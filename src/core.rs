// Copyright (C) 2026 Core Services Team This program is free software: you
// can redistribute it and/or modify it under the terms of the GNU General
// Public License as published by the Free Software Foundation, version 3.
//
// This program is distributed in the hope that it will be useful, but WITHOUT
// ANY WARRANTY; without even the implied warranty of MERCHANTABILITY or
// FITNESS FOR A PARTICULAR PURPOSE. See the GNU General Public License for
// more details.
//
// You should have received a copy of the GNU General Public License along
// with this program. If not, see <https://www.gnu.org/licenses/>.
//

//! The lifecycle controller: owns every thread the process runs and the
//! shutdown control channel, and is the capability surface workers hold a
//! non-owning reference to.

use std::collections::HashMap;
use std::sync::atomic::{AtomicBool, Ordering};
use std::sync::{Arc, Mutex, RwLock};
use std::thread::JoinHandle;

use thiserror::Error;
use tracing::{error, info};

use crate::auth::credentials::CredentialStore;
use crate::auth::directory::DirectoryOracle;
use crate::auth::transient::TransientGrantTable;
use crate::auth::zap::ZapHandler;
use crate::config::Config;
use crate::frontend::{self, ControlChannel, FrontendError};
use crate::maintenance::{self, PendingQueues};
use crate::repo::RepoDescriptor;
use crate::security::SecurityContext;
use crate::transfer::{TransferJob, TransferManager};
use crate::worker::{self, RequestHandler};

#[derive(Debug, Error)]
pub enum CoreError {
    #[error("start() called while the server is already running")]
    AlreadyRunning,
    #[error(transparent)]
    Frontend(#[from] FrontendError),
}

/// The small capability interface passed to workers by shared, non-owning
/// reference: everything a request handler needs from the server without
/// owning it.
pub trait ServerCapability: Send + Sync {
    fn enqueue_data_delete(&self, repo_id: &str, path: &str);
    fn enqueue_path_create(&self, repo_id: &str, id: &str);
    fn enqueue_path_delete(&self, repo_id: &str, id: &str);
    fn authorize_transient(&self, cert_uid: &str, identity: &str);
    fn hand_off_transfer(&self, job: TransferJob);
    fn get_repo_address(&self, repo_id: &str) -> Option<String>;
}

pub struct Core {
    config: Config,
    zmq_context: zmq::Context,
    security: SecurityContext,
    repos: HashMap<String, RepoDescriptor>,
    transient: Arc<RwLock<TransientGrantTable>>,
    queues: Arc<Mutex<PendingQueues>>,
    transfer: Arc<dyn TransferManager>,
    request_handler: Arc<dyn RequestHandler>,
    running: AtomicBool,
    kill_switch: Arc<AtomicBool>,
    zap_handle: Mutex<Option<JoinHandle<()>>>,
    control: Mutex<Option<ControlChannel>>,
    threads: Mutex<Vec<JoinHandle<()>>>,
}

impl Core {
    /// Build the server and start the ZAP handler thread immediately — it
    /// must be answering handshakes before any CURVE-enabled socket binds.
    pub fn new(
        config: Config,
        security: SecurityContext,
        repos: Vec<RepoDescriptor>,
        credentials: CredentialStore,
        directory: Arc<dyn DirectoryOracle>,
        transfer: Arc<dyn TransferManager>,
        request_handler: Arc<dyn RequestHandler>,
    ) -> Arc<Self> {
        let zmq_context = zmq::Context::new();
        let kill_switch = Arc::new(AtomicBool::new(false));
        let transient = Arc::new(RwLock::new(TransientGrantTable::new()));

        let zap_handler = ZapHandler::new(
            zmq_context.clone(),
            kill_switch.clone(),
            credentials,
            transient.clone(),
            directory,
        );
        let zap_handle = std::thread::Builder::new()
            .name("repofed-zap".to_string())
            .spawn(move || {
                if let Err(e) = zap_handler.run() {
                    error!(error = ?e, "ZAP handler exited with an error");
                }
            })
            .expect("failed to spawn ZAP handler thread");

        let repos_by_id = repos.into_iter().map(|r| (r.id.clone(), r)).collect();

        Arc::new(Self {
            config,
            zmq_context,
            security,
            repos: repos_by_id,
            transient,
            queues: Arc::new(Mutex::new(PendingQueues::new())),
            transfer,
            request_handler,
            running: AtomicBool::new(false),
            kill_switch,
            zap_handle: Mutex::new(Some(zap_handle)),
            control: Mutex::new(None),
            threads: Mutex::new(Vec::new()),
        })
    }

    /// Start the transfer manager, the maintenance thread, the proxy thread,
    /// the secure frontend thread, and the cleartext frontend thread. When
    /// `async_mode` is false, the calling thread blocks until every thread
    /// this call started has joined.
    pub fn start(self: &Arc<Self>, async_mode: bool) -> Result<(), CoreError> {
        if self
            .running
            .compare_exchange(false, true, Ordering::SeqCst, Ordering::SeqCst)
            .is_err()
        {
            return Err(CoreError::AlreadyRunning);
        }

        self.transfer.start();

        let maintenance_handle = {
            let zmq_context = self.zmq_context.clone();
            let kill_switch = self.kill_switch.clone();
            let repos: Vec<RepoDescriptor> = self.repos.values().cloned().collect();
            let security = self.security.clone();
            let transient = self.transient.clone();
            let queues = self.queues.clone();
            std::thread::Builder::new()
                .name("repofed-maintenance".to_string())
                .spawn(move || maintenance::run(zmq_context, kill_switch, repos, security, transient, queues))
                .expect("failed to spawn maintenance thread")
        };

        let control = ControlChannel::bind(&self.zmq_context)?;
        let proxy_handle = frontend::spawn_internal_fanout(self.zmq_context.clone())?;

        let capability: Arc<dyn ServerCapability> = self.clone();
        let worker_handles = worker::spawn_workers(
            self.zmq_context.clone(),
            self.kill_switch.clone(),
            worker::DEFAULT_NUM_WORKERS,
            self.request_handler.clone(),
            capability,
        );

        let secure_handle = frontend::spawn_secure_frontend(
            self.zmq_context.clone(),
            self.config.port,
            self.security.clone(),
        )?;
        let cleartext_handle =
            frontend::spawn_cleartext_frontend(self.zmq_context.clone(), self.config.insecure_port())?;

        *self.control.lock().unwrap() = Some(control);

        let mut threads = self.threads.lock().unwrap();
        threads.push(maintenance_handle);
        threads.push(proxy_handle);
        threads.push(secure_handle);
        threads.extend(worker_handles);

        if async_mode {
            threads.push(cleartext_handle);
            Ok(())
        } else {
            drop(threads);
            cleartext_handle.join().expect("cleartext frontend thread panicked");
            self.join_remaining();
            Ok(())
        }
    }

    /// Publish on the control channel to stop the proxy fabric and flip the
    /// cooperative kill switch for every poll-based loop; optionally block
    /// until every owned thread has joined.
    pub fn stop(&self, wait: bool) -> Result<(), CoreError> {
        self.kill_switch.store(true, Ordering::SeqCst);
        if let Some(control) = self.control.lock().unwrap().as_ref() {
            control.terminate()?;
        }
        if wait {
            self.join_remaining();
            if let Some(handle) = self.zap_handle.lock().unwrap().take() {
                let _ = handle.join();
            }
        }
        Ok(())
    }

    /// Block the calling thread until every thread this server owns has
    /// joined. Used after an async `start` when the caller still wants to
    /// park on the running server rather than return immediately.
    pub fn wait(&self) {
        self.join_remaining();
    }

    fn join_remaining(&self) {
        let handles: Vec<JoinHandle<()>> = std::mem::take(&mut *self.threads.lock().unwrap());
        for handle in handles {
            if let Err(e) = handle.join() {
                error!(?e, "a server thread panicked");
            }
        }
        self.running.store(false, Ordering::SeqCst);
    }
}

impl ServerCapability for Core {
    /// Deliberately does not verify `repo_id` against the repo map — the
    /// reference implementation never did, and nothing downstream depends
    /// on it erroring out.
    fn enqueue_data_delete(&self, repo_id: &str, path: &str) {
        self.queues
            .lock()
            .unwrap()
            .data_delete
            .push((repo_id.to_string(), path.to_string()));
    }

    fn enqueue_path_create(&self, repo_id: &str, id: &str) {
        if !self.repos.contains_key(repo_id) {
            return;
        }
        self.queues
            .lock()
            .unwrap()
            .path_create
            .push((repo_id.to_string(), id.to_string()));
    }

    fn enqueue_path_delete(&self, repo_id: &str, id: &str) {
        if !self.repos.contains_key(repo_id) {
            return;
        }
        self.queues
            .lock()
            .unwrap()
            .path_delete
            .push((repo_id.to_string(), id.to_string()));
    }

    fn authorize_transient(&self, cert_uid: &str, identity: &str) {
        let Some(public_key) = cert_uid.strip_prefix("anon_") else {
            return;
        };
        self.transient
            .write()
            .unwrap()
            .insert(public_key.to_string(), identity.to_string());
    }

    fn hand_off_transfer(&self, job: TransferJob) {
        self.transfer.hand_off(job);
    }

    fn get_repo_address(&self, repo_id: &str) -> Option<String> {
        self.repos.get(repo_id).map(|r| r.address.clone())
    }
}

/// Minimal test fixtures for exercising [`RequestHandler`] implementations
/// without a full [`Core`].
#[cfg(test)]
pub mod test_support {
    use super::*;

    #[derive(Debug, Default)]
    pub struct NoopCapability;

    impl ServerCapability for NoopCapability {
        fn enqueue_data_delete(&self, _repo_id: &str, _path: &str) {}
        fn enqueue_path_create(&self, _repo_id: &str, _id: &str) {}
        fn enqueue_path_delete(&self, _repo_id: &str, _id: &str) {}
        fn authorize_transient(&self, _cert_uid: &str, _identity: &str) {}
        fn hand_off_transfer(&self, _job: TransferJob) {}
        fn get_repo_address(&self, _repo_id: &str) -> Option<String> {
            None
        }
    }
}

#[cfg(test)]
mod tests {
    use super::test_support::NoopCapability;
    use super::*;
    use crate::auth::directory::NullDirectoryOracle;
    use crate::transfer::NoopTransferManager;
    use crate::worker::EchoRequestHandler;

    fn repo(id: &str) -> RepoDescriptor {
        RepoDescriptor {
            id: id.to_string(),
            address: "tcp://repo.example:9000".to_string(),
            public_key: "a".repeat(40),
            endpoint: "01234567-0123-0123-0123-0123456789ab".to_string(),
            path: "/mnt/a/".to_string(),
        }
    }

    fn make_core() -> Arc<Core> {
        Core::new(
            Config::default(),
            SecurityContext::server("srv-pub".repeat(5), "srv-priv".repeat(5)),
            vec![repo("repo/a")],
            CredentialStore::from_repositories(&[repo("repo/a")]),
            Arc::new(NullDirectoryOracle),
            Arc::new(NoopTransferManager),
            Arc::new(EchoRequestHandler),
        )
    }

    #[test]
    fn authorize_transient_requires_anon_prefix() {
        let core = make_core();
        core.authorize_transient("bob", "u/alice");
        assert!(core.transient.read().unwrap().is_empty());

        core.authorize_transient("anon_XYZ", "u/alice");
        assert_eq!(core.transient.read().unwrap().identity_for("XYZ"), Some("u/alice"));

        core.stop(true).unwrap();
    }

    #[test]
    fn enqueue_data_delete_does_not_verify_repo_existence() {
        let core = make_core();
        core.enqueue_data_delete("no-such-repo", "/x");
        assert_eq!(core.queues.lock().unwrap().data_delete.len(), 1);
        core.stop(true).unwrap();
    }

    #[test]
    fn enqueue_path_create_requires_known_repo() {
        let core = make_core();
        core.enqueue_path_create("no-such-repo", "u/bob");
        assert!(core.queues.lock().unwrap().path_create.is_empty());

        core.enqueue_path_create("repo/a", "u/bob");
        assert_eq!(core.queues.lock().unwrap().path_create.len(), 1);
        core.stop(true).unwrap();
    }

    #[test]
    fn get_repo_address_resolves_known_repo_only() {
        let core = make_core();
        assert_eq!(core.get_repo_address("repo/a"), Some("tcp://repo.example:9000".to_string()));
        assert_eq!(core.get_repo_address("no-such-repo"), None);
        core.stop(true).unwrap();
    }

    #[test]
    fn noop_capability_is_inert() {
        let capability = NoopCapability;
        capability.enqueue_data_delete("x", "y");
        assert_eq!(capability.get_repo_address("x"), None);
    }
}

■ **What to produce**
Whenever a line above contains "false", copy that line.

■ **Solution to this problem**
        let kill_switch = Arc::new(AtomicBool::new(false));
            running: AtomicBool::new(false),
    /// `async_mode` is false, the calling thread blocks until every thread
            .compare_exchange(false, true, Ordering::SeqCst, Ordering::SeqCst)
        self.running.store(false, Ordering::SeqCst);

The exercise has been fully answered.